The Fear Factor – Humanity’s CO2
Sheri Herr is a visual artist and by no means considers herself a writer. However, at times, she comes to moments when she “sees” the simplicity of life so clearly that her curiosity with regard to how things got so complicated begins to kick in. This pension for open mindedness often brings forth drawn images – she receives the answer in the form of art. But, in some cases, as with the writing below (that will be posted here in installments) she begins to write. The clarity she was experiencing at the time of this writing was that fear is an illusion. The question she asked was how did it then become such a driving force within humanity? As often she does with these curiosities, she started her exploration in her dictionary. What you will read below soon followed. It is food for thought and an exploration in process..
INSTALLATION #1 – The Fear Factor – Humanity’s CO2
This writing is offered to examine the global effect of fear. Not unlike current concerns about the damage done by Carbon Dioxide to the Earth’s atmosphere, our lands, our oceans, our vegetation, and our wildlife, fear creates its own invisible shadow over our planet and all that lives upon it. This exploration of fear’s similarities to CO2 is not to bring it to a scientific standard but rather a humanistic understanding.

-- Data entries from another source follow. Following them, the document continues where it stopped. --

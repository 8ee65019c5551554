//! Append-only per-player message log.

use tokio::sync::RwLock;

use crate::Message;

/// A player's chat log.
///
/// Entries are only ever appended; insertion order is display order.
/// [`snapshot`](Self::snapshot) copies the whole log under a read lock, so
/// a reader sees a prefix of the log that never shrinks or reorders
/// between calls.
#[derive(Debug, Default)]
pub struct MessageLog {
    entries: RwLock<Vec<Message>>,
}

impl MessageLog {
    pub fn new() -> Self {
        Self::default()
    }

    /// Appends one message at the end of the log.
    pub async fn append(&self, message: Message) {
        self.entries.write().await.push(message);
    }

    /// A copy of every entry, in append order.
    pub async fn snapshot(&self) -> Vec<Message> {
        self.entries.read().await.clone()
    }

    pub async fn len(&self) -> usize {
        self.entries.read().await.len()
    }

    pub async fn is_empty(&self) -> bool {
        self.entries.read().await.is_empty()
    }
}

#[cfg(test)]
mod tests {
    use super::*;

    #[tokio::test]
    async fn test_snapshot_preserves_append_order() {
        let log = MessageLog::new();
        for i in 0..5 {
            log.append(Message::from_admin(format!("m{i}"))).await;
        }

        let texts: Vec<_> =
            log.snapshot().await.into_iter().map(|m| m.text).collect();
        assert_eq!(texts, vec!["m0", "m1", "m2", "m3", "m4"]);
    }

    #[tokio::test]
    async fn test_snapshot_is_detached_from_later_appends() {
        let log = MessageLog::new();
        log.append(Message::from_admin("first")).await;

        let before = log.snapshot().await;
        log.append(Message::from_admin("second")).await;

        assert_eq!(before.len(), 1);
        assert_eq!(log.len().await, 2);
        assert!(!log.is_empty().await);
    }
}
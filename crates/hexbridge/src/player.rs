//! `WebPlayer`: the seat a browser user plays through.

use std::sync::{Arc, Weak};

use hexbridge_engine::{
    Board, EngineError, GameAdmin, HexCoord, Message, MessageLog, PlayerInfo,
    Quote, Resource, Seat,
};

/// A player driven from the web client.
///
/// Chat lands in the player's [`MessageLog`], which the feed renders on
/// every poll. The client has no prompts for trades, the bandit, or card
/// selection, so those decisions are declined and the engine falls back
/// to its own choice.
///
/// The admin owns its seats; the seat only holds a [`Weak`] handle back,
/// so dropping the game frees both.
pub struct WebPlayer {
    info: PlayerInfo,
    log: MessageLog,
    board: Arc<Board>,
    admin: Weak<GameAdmin<WebPlayer>>,
}

impl WebPlayer {
    pub fn new(
        info: PlayerInfo,
        board: Arc<Board>,
        admin: Weak<GameAdmin<WebPlayer>>,
    ) -> Self {
        Self {
            info,
            log: MessageLog::new(),
            board,
            admin,
        }
    }

    /// The game this player belongs to.
    ///
    /// # Errors
    /// [`EngineError::GameClosed`] if the game has been dropped.
    pub fn admin(&self) -> Result<Arc<GameAdmin<WebPlayer>>, EngineError> {
        self.admin.upgrade().ok_or(EngineError::GameClosed)
    }
}

impl std::fmt::Debug for WebPlayer {
    fn fmt(&self, f: &mut std::fmt::Formatter<'_>) -> std::fmt::Result {
        f.debug_struct("WebPlayer")
            .field("info", &self.info)
            .finish_non_exhaustive()
    }
}

impl Seat for WebPlayer {
    fn info(&self) -> &PlayerInfo {
        &self.info
    }

    fn msg_log(&self) -> &MessageLog {
        &self.log
    }

    fn board(&self) -> &Arc<Board> {
        &self.board
    }

    async fn chat_msg(&self, sender: Option<&PlayerInfo>, text: &str) {
        tracing::debug!(
            player = %self.info,
            from = sender.map_or("admin", |s| s.first_name.as_str()),
            "chat received"
        );
        let message = Message {
            sender: sender.cloned(),
            text: text.to_owned(),
        };
        self.log.append(message).await;
    }

    async fn get_user_quotes(
        &self,
        _bidder: &PlayerInfo,
        _wants: &[Resource],
        _offers: &[Resource],
    ) -> Vec<Quote> {
        Vec::new()
    }

    async fn move_bandit(&self, _current: HexCoord) -> Option<HexCoord> {
        None
    }

    async fn select_player(
        &self,
        _candidates: &[PlayerInfo],
        _reason: u32,
    ) -> Option<PlayerInfo> {
        None
    }

    async fn select_resource_cards(
        &self,
        _cards: &[Resource],
        _count: usize,
        _reason: u32,
    ) -> Vec<Resource> {
        Vec::new()
    }
}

Let’s begin with both current and archaic definitions of the word fear from the Dictionary:
fear
Function: verb
Etymology: Middle English feren, from Old English fǣran, from fǣr
Date: before 12th century
Transitive verb
1 archaic: frighten (to make afraid)
2 archaic: to feel fear in (oneself)
3: to have a reverential awe of <fear God>
4: to be afraid of: expect with alarm <fear the worst>
Date: 12th century
1 a: an unpleasant often strong emotion caused by anticipation or awareness of danger
– b(1): an instance of this emotion
– (2): a state marked by this emotion
2: anxious concern: solicitude
3: profound reverence and awe especially toward God
4: reason for alarm: danger
Etymology: Middle English fer, from Old English fǣr sudden danger; akin to Old High German fāra ambush and perhaps to Latin periculum attempt, peril, Greek peiran to attempt
fear (n.)
O.E. fær “danger, peril,” from P.Gmc. *færa (cf. O.S. far “ambush,” O.N. far “harm, distress, deception,” Ger. Gefahr “danger”), from PIE base *per- “to try, risk, come over, go through” (perhaps connected with Gk. peira “trial, attempt, experience,” L. periculum “trial, risk, danger”). Sense of “uneasiness caused by possible danger” developed c.1175. The v. is from O.E. færan “terrify, frighten,” originally transitive (sense preserved in archaic I fear me). Sense of “feel fear” is 1393. O.E. words for “fear” as we now use it were ege, fyrhto; as a verb, ondrædan. Fearsome is attested from 1768.2
synonyms fear, dread, fright, alarm, panic, terror, trepidation mean painful agitation in the presence or anticipation of danger. Fear is the most general term and implies anxiety and usually loss of courage <fear of the unknown>. Dread usually adds the idea of intense reluctance to face or meet a person or situation and suggests aversion as well as anxiety <faced the meeting with dread>. Fright implies the shock of sudden, startling fear <fright at being awakened suddenly>. Alarm suggests a sudden and intense awareness of immediate danger <view the situation with alarm>. Panic implies unreasoning and overmastering fear causing hysterical activity <the news caused widespread panic>. Terror implies the most extreme degree of fear <immobilized with terror>. Trepidation adds to dread the implications of timidity, trembling, and hesitation <raised the subject with trepidation>.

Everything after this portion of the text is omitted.